I’m half-Chinese. My pale complexion and oval eyes don’t give me away at first, but give me a Playstation controller and I’ll dominate it, make me laugh and my eyes will get all slanty while my cheeks bunch up like Buddha’s. It’s why I don’t play videogames or laugh very much. Sometimes, my Chinese friends and I get together and commiserate about how I’m the only one who gets to pass for white in public, when Fei is more driven and Jianguo has some really good ideas about solar power. Them’s the breaks, I tell them. Your mom should’ve been a race traitor too. And then I bounce off and do white people things, like eating at Chipotle and arguing about what white people things really are, man, and how that type of thinking is racist in itself. Ha ha. How little they/we/I (????) know!
Ergo you can probably tell I don’t “really” care about my racial issues, even if I did get a good college essay out of it (Chinese family = immigrant and happy, Jewish family = educated and sad!). But the one thing I will notice is every Asian man that’s on TV or on film, and how he’s portrayed. There aren’t a lot of them—the dude on Lost (who speaks perfect English and nevertheless had to adapt that stunted accent for like five fucking seasons) and the guy from Inception, who is also the dude from Batman Begins and The Last Samurai. The more popular portrayal in the last few years has been an effeminate Asian caricature that would’ve felt at home in a ’40s war comic about the Jap threat. The T-Mobile guy, the Six Flags guy, Ken Jeong in Community and The Hangover. Every Jackie Chan movie made after 1995, let’s be honest.

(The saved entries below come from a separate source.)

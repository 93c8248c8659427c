//! Terminal Module - crossterm bridge
//!
//! Converts crossterm key events into raw key signals so a terminal host
//! can feed the bus directly. Symbolic names follow the standard keyboard
//! vocabulary (`ArrowUp`, `Enter`, `" "`, single characters as
//! themselves); legacy numeric codes are attached where the standard
//! defines them.
//!
//! Most terminals never report key release. Hosts on such terminals can
//! convert signals with [`RawKeySignal::into_press_only`] so the adapter
//! synthesizes releases itself.
//!
//! # API
//!
//! - `convert_key_event` - crossterm KeyEvent to RawKeySignal
//! - `poll_signal` - Non-blocking key check with timeout
//! - `read_signal` - Blocking key read
//!
//! # Example
//!
//! ```ignore
//! use dpad_adapter::{adapter, bus, terminal, timer};
//! use std::time::Duration;
//!
//! let handle = adapter::install();
//! loop {
//!     if let Ok(Some(signal)) = terminal::poll_signal(Duration::from_millis(16)) {
//!         bus::emit(&signal.into_press_only());
//!     }
//!     timer::pump_now();
//! }
//! ```

use std::time::Duration;

use crossterm::event::{
    Event as CrosstermEvent, KeyCode, KeyEvent as CrosstermKeyEvent, KeyEventKind, KeyModifiers,
    poll, read,
};

use crate::event::{Modifiers, RawKeySignal, SignalKind};

// =============================================================================
// KEY EVENT CONVERSION
// =============================================================================

/// Convert a crossterm KeyEvent to a RawKeySignal.
///
/// `Repeat` is treated as `Press`; a held d-pad key is just repeated
/// presses to this adapter.
pub fn convert_key_event(event: CrosstermKeyEvent) -> RawKeySignal {
    let kind = match event.kind {
        KeyEventKind::Press | KeyEventKind::Repeat => SignalKind::Press,
        KeyEventKind::Release => SignalKind::Release,
    };

    RawKeySignal {
        key: key_name(event.code),
        code: legacy_code(event.code),
        kind,
        modifiers: convert_modifiers(event.modifiers),
    }
}

/// Symbolic name for a key code, if the standard vocabulary has one.
fn key_name(code: KeyCode) -> Option<String> {
    match code {
        KeyCode::Char(c) => Some(c.to_string()),
        KeyCode::Enter => Some("Enter".to_string()),
        KeyCode::Up => Some("ArrowUp".to_string()),
        KeyCode::Down => Some("ArrowDown".to_string()),
        KeyCode::Left => Some("ArrowLeft".to_string()),
        KeyCode::Right => Some("ArrowRight".to_string()),
        KeyCode::Tab => Some("Tab".to_string()),
        KeyCode::Backspace => Some("Backspace".to_string()),
        KeyCode::Esc => Some("Escape".to_string()),
        _ => None,
    }
}

/// Legacy numeric key code, where the standard defines one.
///
/// ASCII alphanumerics carry their uppercase character code, which is
/// what puts keypad digits 2/8/4/6/5 in reach of the fallback table.
fn legacy_code(code: KeyCode) -> Option<u32> {
    match code {
        KeyCode::Char(' ') => Some(32),
        KeyCode::Char(c) if c.is_ascii_alphanumeric() => Some(c.to_ascii_uppercase() as u32),
        KeyCode::Enter => Some(13),
        KeyCode::Up => Some(38),
        KeyCode::Down => Some(40),
        KeyCode::Left => Some(37),
        KeyCode::Right => Some(39),
        _ => None,
    }
}

/// Convert crossterm KeyModifiers to our Modifiers.
fn convert_modifiers(mods: KeyModifiers) -> Modifiers {
    let mut out = Modifiers::NONE;
    if mods.contains(KeyModifiers::CONTROL) {
        out |= Modifiers::CTRL;
    }
    if mods.contains(KeyModifiers::ALT) {
        out |= Modifiers::ALT;
    }
    if mods.contains(KeyModifiers::SHIFT) {
        out |= Modifiers::SHIFT;
    }
    if mods.contains(KeyModifiers::SUPER) {
        out |= Modifiers::META;
    }
    out
}

// =============================================================================
// EVENT POLLING
// =============================================================================

/// Poll for a key signal with timeout.
/// Returns None if no key event arrived within the timeout
/// (non-key events are discarded).
pub fn poll_signal(timeout: Duration) -> std::io::Result<Option<RawKeySignal>> {
    if poll(timeout)? {
        match read()? {
            CrosstermEvent::Key(key) => Ok(Some(convert_key_event(key))),
            _ => Ok(None),
        }
    } else {
        Ok(None)
    }
}

/// Read the next key signal (blocking), discarding non-key events.
pub fn read_signal() -> std::io::Result<RawKeySignal> {
    loop {
        if let CrosstermEvent::Key(key) = read()? {
            return Ok(convert_key_event(key));
        }
    }
}

// =============================================================================
// TESTS
// =============================================================================

#[cfg(test)]
mod tests {
    use super::*;
    use crossterm::event::KeyEventState;

    fn key_event(code: KeyCode, kind: KeyEventKind) -> CrosstermKeyEvent {
        CrosstermKeyEvent {
            code,
            modifiers: KeyModifiers::empty(),
            kind,
            state: KeyEventState::NONE,
        }
    }

    #[test]
    fn test_convert_arrows() {
        let cases = [
            (KeyCode::Up, "ArrowUp", 38),
            (KeyCode::Down, "ArrowDown", 40),
            (KeyCode::Left, "ArrowLeft", 37),
            (KeyCode::Right, "ArrowRight", 39),
        ];

        for (code, name, legacy) in cases {
            let signal = convert_key_event(key_event(code, KeyEventKind::Press));
            assert_eq!(signal.key.as_deref(), Some(name));
            assert_eq!(signal.code, Some(legacy));
            assert_eq!(signal.kind, SignalKind::Press);
        }
    }

    #[test]
    fn test_convert_enter_and_space() {
        let enter = convert_key_event(key_event(KeyCode::Enter, KeyEventKind::Press));
        assert_eq!(enter.key.as_deref(), Some("Enter"));
        assert_eq!(enter.code, Some(13));

        let space = convert_key_event(key_event(KeyCode::Char(' '), KeyEventKind::Press));
        assert_eq!(space.key.as_deref(), Some(" "));
        assert_eq!(space.code, Some(32));
    }

    #[test]
    fn test_convert_keypad_digits() {
        // Keypad phones report digit characters; the fallback table works
        // off the legacy character codes.
        let cases = [('2', 50), ('8', 56), ('4', 52), ('6', 54), ('5', 53)];

        for (c, legacy) in cases {
            let signal = convert_key_event(key_event(KeyCode::Char(c), KeyEventKind::Press));
            assert_eq!(signal.key.as_deref(), Some(c.to_string().as_str()));
            assert_eq!(signal.code, Some(legacy));
        }
    }

    #[test]
    fn test_convert_release_and_repeat() {
        let release = convert_key_event(key_event(KeyCode::Up, KeyEventKind::Release));
        assert_eq!(release.kind, SignalKind::Release);

        let repeat = convert_key_event(key_event(KeyCode::Up, KeyEventKind::Repeat));
        assert_eq!(repeat.kind, SignalKind::Press);
    }

    #[test]
    fn test_convert_modifiers() {
        let event = CrosstermKeyEvent {
            code: KeyCode::Char('c'),
            modifiers: KeyModifiers::CONTROL | KeyModifiers::SHIFT,
            kind: KeyEventKind::Press,
            state: KeyEventState::NONE,
        };

        let signal = convert_key_event(event);
        assert!(signal.modifiers.contains(Modifiers::CTRL));
        assert!(signal.modifiers.contains(Modifiers::SHIFT));
        assert!(!signal.modifiers.contains(Modifiers::ALT));
    }

    #[test]
    fn test_unnamed_keys_have_no_signal_content() {
        let signal = convert_key_event(key_event(KeyCode::F(5), KeyEventKind::Press));
        assert_eq!(signal.key, None);
        assert_eq!(signal.code, None);
    }
}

It’s slim pickings. I tell Matthew, “Racism obviously affects black people more. Only an asshole would argue against that. But at least you look cool. At least you have Odd Future and Denzel Washington and everyone on The Wire. We have two options: goofy sexless buffoons or ‘street’ Asians wearing baggy clothes and sneers. Extras in The Fast and The Furious, basically. Even Ken Watanabe can’t look cool in a movie. He spent half of Inception lying down, and got punked in Batman Begins by a guy with throat cancer.” I’m usually pretty wary of the idea that pop culture portrayals have any reflection on real life, but it seems like we’ve pigeonholed ourselves into the model minority ideal when it’s more likely that an Asian politician would become vice-president (not president, never) than an Asian actor would find himself in Julia Roberts’ uterus on the big screen. Not that Julia Roberts’ uterus is what we should aspire for—I’d take an acting Oscar or the Wolverine movie set in Japan or even a yellow Spike Lee. Some recognition that we can exist in non-stereotype form. But it doesn’t seem to be coming any time soon. Ask Tony Leung. He knows how much international acclaim is worth when it comes to being taken as a serious actor in the States.
This ad, though. This ad. I watched it and started laughing so hard because I couldn’t believe someone had pitched it or written it or even aired it. Then I put it on my Facebook and tagged all of my Asian friends with “THE CONSPIRACY IS REAL.” Brittany, who is not Asian and a theater major, said “This is what I’m going to change!” Wesley, who is Asian and doesn’t pay attention to pop culture, said “God dammit.” Fine, it would be easier to not care a little bit. But god dammit.
I can’t fault Dat Phan too much, this vaguely offensive yellowfacing aside. He knows how hard it is to get a break.